The city of Deadwood, they stage the murder of [Wild Bill] Hickok fourteen times a day. People have the security of knowing that that story is going to go on, and they'll be able to see Hickok killed 365 days a year. Which might be an alternative argument in terms of continuing stories past the point of their utility. ...The heart of this fabulous little DVD extra -- available, I believe, only in the DVD set containing the complete series (which has a disk above and beyond the extras disks contained in each of the three season sets) -- is excerpted here. A summary of the whole is here. (Via Canavan, who comments at the link.) It's just Milch rambling -- but "just" is very much not le mot juste here. It's Milch, rambling -- and doing so with grace and insight. The bit above isn't the best bit, but it's good, and I hadn't seen it quoted or transcribed anywhere, so I thought I'd quote it.

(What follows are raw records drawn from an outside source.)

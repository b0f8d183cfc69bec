use alloy_primitives::{B256, keccak256};

/// EIP-191 version `0x45` prefix; the payload length follows in decimal.
pub const PERSONAL_MESSAGE_PREFIX: &str = "\x19Ethereum Signed Message:\n";

/// Hash a 32-byte digest the way `personal_sign` / `signMessage(bytes)` does.
pub fn personal_message_hash(digest: &B256) -> B256 {
    let length = digest.len().to_string();
    let mut message =
        Vec::with_capacity(PERSONAL_MESSAGE_PREFIX.len() + length.len() + digest.len());
    message.extend_from_slice(PERSONAL_MESSAGE_PREFIX.as_bytes());
    message.extend_from_slice(length.as_bytes());
    message.extend_from_slice(digest.as_slice());
    keccak256(message)
}
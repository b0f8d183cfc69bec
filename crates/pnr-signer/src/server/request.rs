use serde_json::{Map, Value};

use crate::digest::SigningRequest;
use crate::error::SignerError;

/// Coerce a loosely typed JSON body into a [`SigningRequest`].
///
/// Browsers send numbers as strings often enough that `expiresInSec`,
/// `dayId` and `videoId` accept either form. An empty body reads as `{}`.
pub fn parse_signing_request(body: &[u8]) -> Result<SigningRequest, SignerError> {
    let value: Value = if body.iter().all(u8::is_ascii_whitespace) {
        Value::Object(Map::new())
    } else {
        serde_json::from_slice(body)
            .map_err(|e| SignerError::MalformedRequest(format!("invalid JSON: {e}")))?
    };
    let Value::Object(fields) = value else {
        return Err(SignerError::MalformedRequest("body must be a JSON object".to_string()));
    };

    Ok(SigningRequest {
        user: user_field(fields.get("user")),
        expires_in_sec: expires_in_field(fields.get("expiresInSec")),
        day_id: day_id_field(fields.get("dayId"))?,
        video_id: video_id_field(fields.get("videoId"))?,
    })
}

fn user_field(value: Option<&Value>) -> String {
    match value {
        None | Some(Value::Null) => String::new(),
        Some(Value::String(user)) => user.clone(),
        // anything else fails address validation downstream
        Some(other) => other.to_string(),
    }
}

/// Zero, missing and non-numeric values select the default lifetime.
fn expires_in_field(value: Option<&Value>) -> Option<u64> {
    let seconds = value.and_then(numeric)?;
    if !seconds.is_finite() || seconds == 0.0 {
        return None;
    }
    // saturating cast: negatives become 0 and are clamped up later
    Some(seconds as u64)
}

fn day_id_field(value: Option<&Value>) -> Result<Option<u64>, SignerError> {
    match value {
        None | Some(Value::Null) => return Ok(None),
        Some(Value::String(s)) if s.trim().is_empty() => return Ok(None),
        Some(Value::Number(n)) if n.as_u64().is_some() => return Ok(n.as_u64()),
        _ => {}
    }

    let Some(day) = value.and_then(numeric).filter(|d| d.is_finite()) else {
        // unparseable overrides fall back to the server-computed day
        return Ok(None);
    };
    if day < 0.0 || day.fract() != 0.0 || day > f64::from(u32::MAX) {
        return Err(SignerError::InvalidDayId(format!(
            "day id must be a uint32, got {day}"
        )));
    }
    Ok(Some(day as u64))
}

fn video_id_field(value: Option<&Value>) -> Result<Option<String>, SignerError> {
    match value {
        None | Some(Value::Null) | Some(Value::Bool(false)) => Ok(None),
        Some(Value::String(id)) if id.is_empty() => Ok(None),
        Some(Value::String(id)) => Ok(Some(id.clone())),
        Some(Value::Number(n)) => Ok(Some(n.to_string())),
        Some(Value::Bool(true)) => Ok(Some("true".to_string())),
        Some(_) => Err(SignerError::MalformedRequest(
            "videoId must be a string or number".to_string(),
        )),
    }
}

fn numeric(value: &Value) -> Option<f64> {
    match value {
        Value::Number(n) => n.as_f64(),
        Value::String(s) => s.trim().parse::<f64>().ok(),
        _ => None,
    }
}
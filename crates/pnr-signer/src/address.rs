use alloy_primitives::Address;

use crate::error::SignerError;

/// Parse a 20-byte account address the way Ethereum wallets accept them.
///
/// The `0x` prefix is optional. All-lowercase and all-uppercase digits are
/// taken as-is; mixed case must be a valid EIP-55 checksum.
pub fn parse_address(input: &str) -> Result<Address, SignerError> {
    let body = input.strip_prefix("0x").unwrap_or(input);
    if body.len() != 40 {
        return Err(SignerError::InvalidUser(format!(
            "expected 40 hex digits, got {}",
            body.len()
        )));
    }

    let mut bytes = [0u8; 20];
    hex::decode_to_slice(body, &mut bytes)
        .map_err(|e| SignerError::InvalidUser(format!("invalid hex: {e}")))?;
    let address = Address::from(bytes);

    let has_lower = body.bytes().any(|b| b.is_ascii_lowercase());
    let has_upper = body.bytes().any(|b| b.is_ascii_uppercase());
    if has_lower && has_upper {
        let checksummed = address.to_checksum(None);
        if checksummed[2..] != *body {
            return Err(SignerError::InvalidUser("bad EIP-55 checksum".to_string()));
        }
    }

    Ok(address)
}
pub mod request;
pub mod response;

use std::sync::Arc;

use anyhow::{Context, Result};
use axum::{
    Json, Router,
    body::Bytes,
    extract::State,
    http::{HeaderValue, Method, StatusCode, header},
    response::IntoResponse,
    routing::{get, post},
};
use tower_http::cors::{AllowOrigin, CorsLayer};

use crate::authorize::{Authorization, Authorizer};
use crate::error::SignerError;
use crate::window::Clock;

use self::request::parse_signing_request;
use self::response::method_not_allowed;

#[derive(Clone)]
pub struct AppState {
    pub authorizer: Arc<Authorizer>,
    pub clock: Arc<dyn Clock>,
    /// Only this origin may call cross-site; `None` mirrors the caller's origin.
    pub allowed_origin: Option<HeaderValue>,
}

pub fn router(state: AppState) -> Router {
    let cors = cors_layer(state.allowed_origin.clone());
    Router::new()
        .route("/healthcheck", get(|| async move { (StatusCode::OK, "Ok").into_response() }))
        .route("/pnr-sign", post(sign_handler).fallback(method_not_allowed))
        .layer(cors)
        .with_state(state)
}

pub async fn run(host: String, port: u16, state: AppState) -> Result<()> {
    let listener = tokio::net::TcpListener::bind((host.as_str(), port))
        .await
        .with_context(|| format!("binding {host}:{port}"))?;
    tracing::info!(address = %listener.local_addr()?, "listening");

    axum::serve(listener, router(state))
        .await
        .context("serving http")?;
    Ok(())
}

fn cors_layer(allowed_origin: Option<HeaderValue>) -> CorsLayer {
    let origin = match allowed_origin {
        Some(origin) => AllowOrigin::list([origin]),
        None => AllowOrigin::mirror_request(),
    };
    CorsLayer::new()
        .allow_origin(origin)
        .allow_methods([Method::POST, Method::OPTIONS])
        .allow_headers([header::CONTENT_TYPE])
}

async fn sign_handler(
    State(state): State<AppState>,
    body: Bytes,
) -> Result<Json<Authorization>, SignerError> {
    let now = state.clock.now_unix();
    parse_signing_request(&body)
        .and_then(|request| state.authorizer.authorize(&request, now))
        .map(Json)
        .inspect_err(log_failure)
}

fn log_failure(error: &SignerError) {
    match error {
        SignerError::SigningUnavailable => {
            tracing::error!(code = error.code(), "signing requested without an operator key")
        }
        SignerError::InternalFailure(_) => {
            tracing::error!(code = error.code(), error = %error, "authorization failed")
        }
        _ => tracing::warn!(code = error.code(), error = %error, "rejected signing request"),
    }
}
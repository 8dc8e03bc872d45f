use crate::mpm::MpmSimulation;
use crate::{Scalar, Vec2};
use itertools::izip;

/// Conserved-quantity diagnostics, handy when deciding whether a blowup is a
/// bug or a timestep problem.
pub trait SimulationStatistics {
    fn total_time(&self) -> Scalar;
    fn total_mass(&self) -> Scalar;
    fn total_linear_momentum(&self) -> Vec2;
    /// The scalar (out-of-plane) angular momentum about the origin.
    fn total_angular_momentum(&self) -> Scalar;
    fn total_kinetic_energy(&self) -> Scalar;
    fn total_volume(&self) -> Scalar;
}

impl SimulationStatistics for MpmSimulation {
    fn total_time(&self) -> Scalar {
        self.time
    }

    fn total_mass(&self) -> Scalar {
        self.particles.total_mass()
    }

    fn total_linear_momentum(&self) -> Vec2 {
        self.particles.total_momentum()
    }

    fn total_angular_momentum(&self) -> Scalar {
        izip!(
            &self.particles.mass,
            &self.particles.velocity,
            &self.particles.position
        )
        .map(|(&m, v, x)| m * (x.x * v.y - x.y * v.x))
        .sum()
    }

    fn total_kinetic_energy(&self) -> Scalar {
        self.particles
            .mass
            .iter()
            .zip(&self.particles.velocity)
            .map(|(&m, v)| 0.5 * m * v.dot(v))
            .sum()
    }

    fn total_volume(&self) -> Scalar {
        let particle_volume = self.params.particle_volume();

        self.particles
            .deformation_gradient
            .iter()
            .map(|f| f.determinant() * particle_volume)
            .sum()
    }
}

#[cfg(test)]
mod tests {
    use super::*;
    use crate::mpm::{Material, MpmParameters};
    use crate::parallel::Backend;

    #[test]
    fn totals_on_a_tiny_system() {
        let mut sim = MpmSimulation::new(MpmParameters {
            backend: Backend::Sequential,
            ..MpmParameters::default()
        });
        sim.add_particle(Vec2::new(0.25, 0.5), Material::Fluid);
        sim.add_particle(Vec2::new(0.75, 0.5), Material::Jelly);
        sim.particles.velocity[0] = Vec2::new(0., 1.);
        sim.particles.velocity[1] = Vec2::new(0., -1.);

        let m = sim.params.particle_mass();

        assert!((sim.total_mass() - 2. * m).abs() < 1e-10);
        assert!(sim.total_linear_momentum().norm() < 1e-10);
        assert!((sim.total_kinetic_energy() - m).abs() < 1e-10);
        assert!((sim.total_angular_momentum() + 0.5 * m).abs() < 1e-10);
        assert!((sim.total_volume() - 2. * sim.params.particle_volume()).abs() < 1e-10);
    }
}
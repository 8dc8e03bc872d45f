use super::IsotropicParameters;
use crate::parallel::Backend;
use crate::Scalar;

/// The high-level parameters for the simulation. Everything here is fixed at
/// initialization; nothing in the pipeline mutates it at runtime.
#[derive(Debug, Clone, serde::Serialize, serde::Deserialize)]
pub struct MpmParameters {
    /// The total number of Lagrangian particles in the simulation. Updated as
    /// particles are seeded, constant afterwards.
    pub num_particles: usize,
    /// Number of grid nodes along each axis of the unit square; the cell size
    /// is its reciprocal.
    pub grid_resolution: usize,
    /// The size of the time step. Larger time steps simulate faster but go
    /// unstable well before they go inaccurate at these stiffnesses.
    pub delta_time: Scalar,
    /// Wall-clock time covered by one rendered frame; each frame runs
    /// `frame_time / delta_time` substeps.
    pub frame_time: Scalar,
    /// Downward gravitational acceleration.
    pub gravity: Scalar,
    /// Rest density shared by all materials; particle mass derives from it.
    pub rest_density: Scalar,
    /// Shared elastic baseline (Young's modulus / Poisson's ratio) that the
    /// per-material hardening scales.
    pub elasticity: IsotropicParameters,
    /// How the per-particle and per-node loops execute.
    pub backend: Backend,
    /// Check particle state for divergence after every substep.
    pub validate: bool,
}

impl MpmParameters {
    pub fn cell_size(&self) -> Scalar {
        1. / self.grid_resolution as Scalar
    }

    /// Initial volume of one particle, a quarter cell.
    pub fn particle_volume(&self) -> Scalar {
        let half_dx = 0.5 * self.cell_size();
        half_dx * half_dx
    }

    pub fn particle_mass(&self) -> Scalar {
        self.particle_volume() * self.rest_density
    }

    pub fn substeps_per_frame(&self) -> usize {
        (self.frame_time / self.delta_time) as usize
    }
}

impl Default for MpmParameters {
    fn default() -> Self {
        MpmParameters {
            num_particles: 0,
            grid_resolution: 128,
            delta_time: 1e-4,
            frame_time: 2e-3,
            gravity: 70.,
            rest_density: 1.,
            elasticity: IsotropicParameters::default(),
            backend: Backend::default(),
            validate: true,
        }
    }
}

#[cfg(test)]
mod tests {
    use super::*;

    #[test]
    fn derived_quantities() {
        let params = MpmParameters::default();

        assert_eq!(params.cell_size(), 1. / 128.);
        assert_eq!(params.substeps_per_frame(), 20);

        let half_dx = params.cell_size() / 2.;
        assert!((params.particle_volume() - half_dx * half_dx).abs() < 1e-12);
        assert_eq!(params.particle_mass(), params.particle_volume());
    }
}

All of Chinatown [in the Deadwood series] was intended as a venue for storytelling, to show the people who were invisible to what history takes to be the main story of a place. And the process of servicing the illusions of those who are telling history what history will take to be the main story of a place -- the process of servicing that is never very pretty. They used to bring in whores for the people too poor to pay for the white prostitutes. The only way to make that economically feasible was not to feed the Chinese whores. So they would just let them get fucked to death, until they starved.
They don't stage that fourteen times a day in Deadwood.
-- David Milch, "The Meaning of Endings: David Milch on the Conclusion of Deadwood" (
Here's one more sentence, more in tune with the main theme of Milch's rambling:
The biggest lie is the idea that we are entitled to a meaningful and coherent summarizing, a conclusion, of something which never concludes.